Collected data
---------------
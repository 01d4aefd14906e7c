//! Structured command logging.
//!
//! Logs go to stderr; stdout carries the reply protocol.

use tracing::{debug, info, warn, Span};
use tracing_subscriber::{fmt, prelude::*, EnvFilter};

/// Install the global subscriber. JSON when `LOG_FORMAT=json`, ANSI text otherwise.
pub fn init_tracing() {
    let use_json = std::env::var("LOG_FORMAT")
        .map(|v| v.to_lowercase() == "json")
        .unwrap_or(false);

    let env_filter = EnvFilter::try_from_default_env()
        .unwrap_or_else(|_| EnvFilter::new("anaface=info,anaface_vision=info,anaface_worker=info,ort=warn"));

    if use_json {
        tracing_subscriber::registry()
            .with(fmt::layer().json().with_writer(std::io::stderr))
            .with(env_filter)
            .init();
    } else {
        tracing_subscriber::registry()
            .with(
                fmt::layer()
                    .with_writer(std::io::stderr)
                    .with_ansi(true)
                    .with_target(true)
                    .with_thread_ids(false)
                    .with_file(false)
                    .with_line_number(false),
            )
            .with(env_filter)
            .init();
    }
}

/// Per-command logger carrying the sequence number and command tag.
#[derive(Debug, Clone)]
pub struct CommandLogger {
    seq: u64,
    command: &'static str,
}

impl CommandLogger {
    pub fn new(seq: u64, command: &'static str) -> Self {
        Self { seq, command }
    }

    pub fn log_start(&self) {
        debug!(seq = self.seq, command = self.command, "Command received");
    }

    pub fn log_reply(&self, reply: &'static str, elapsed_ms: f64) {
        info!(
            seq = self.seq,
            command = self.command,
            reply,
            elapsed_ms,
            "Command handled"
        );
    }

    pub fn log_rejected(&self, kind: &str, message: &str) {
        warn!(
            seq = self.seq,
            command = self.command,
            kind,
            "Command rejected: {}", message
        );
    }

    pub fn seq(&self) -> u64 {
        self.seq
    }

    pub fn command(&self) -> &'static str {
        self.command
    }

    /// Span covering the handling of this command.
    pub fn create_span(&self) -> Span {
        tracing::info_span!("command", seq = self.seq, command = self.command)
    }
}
---------------
=== Task directions ===
Go through the data above and return every line exactly.

=== Solution ===
repository 01d4aefd14906e7c
//! Structured command logging.
//!
//! Logs go to stderr; stdout carries the reply protocol.

use tracing::{debug, info, warn, Span};
use tracing_subscriber::{fmt, prelude::*, EnvFilter};

/// Install the global subscriber. JSON when `LOG_FORMAT=json`, ANSI text otherwise.
pub fn init_tracing() {
    let use_json = std::env::var("LOG_FORMAT")
        .map(|v| v.to_lowercase() == "json")
        .unwrap_or(false);

    let env_filter = EnvFilter::try_from_default_env()
        .unwrap_or_else(|_| EnvFilter::new("anaface=info,anaface_vision=info,anaface_worker=info,ort=warn"));

    if use_json {
        tracing_subscriber::registry()
            .with(fmt::layer().json().with_writer(std::io::stderr))
            .with(env_filter)
            .init();
    } else {
        tracing_subscriber::registry()
            .with(
                fmt::layer()
                    .with_writer(std::io::stderr)
                    .with_ansi(true)
                    .with_target(true)
                    .with_thread_ids(false)
                    .with_file(false)
                    .with_line_number(false),
            )
            .with(env_filter)
            .init();
    }
}

/// Per-command logger carrying the sequence number and command tag.
#[derive(Debug, Clone)]
pub struct CommandLogger {
    seq: u64,
    command: &'static str,
}

impl CommandLogger {
    pub fn new(seq: u64, command: &'static str) -> Self {
        Self { seq, command }
    }

    pub fn log_start(&self) {
        debug!(seq = self.seq, command = self.command, "Command received");
    }

    pub fn log_reply(&self, reply: &'static str, elapsed_ms: f64) {
        info!(
            seq = self.seq,
            command = self.command,
            reply,
            elapsed_ms,
            "Command handled"
        );
    }

    pub fn log_rejected(&self, kind: &str, message: &str) {
        warn!(
            seq = self.seq,
            command = self.command,
            kind,
            "Command rejected: {}", message
        );
    }

    pub fn seq(&self) -> u64 {
        self.seq
    }

    pub fn command(&self) -> &'static str {
        self.command
    }

    /// Span covering the handling of this command.
    pub fn create_span(&self) -> Span {
        tracing::info_span!("command", seq = self.seq, command = self.command)
    }
}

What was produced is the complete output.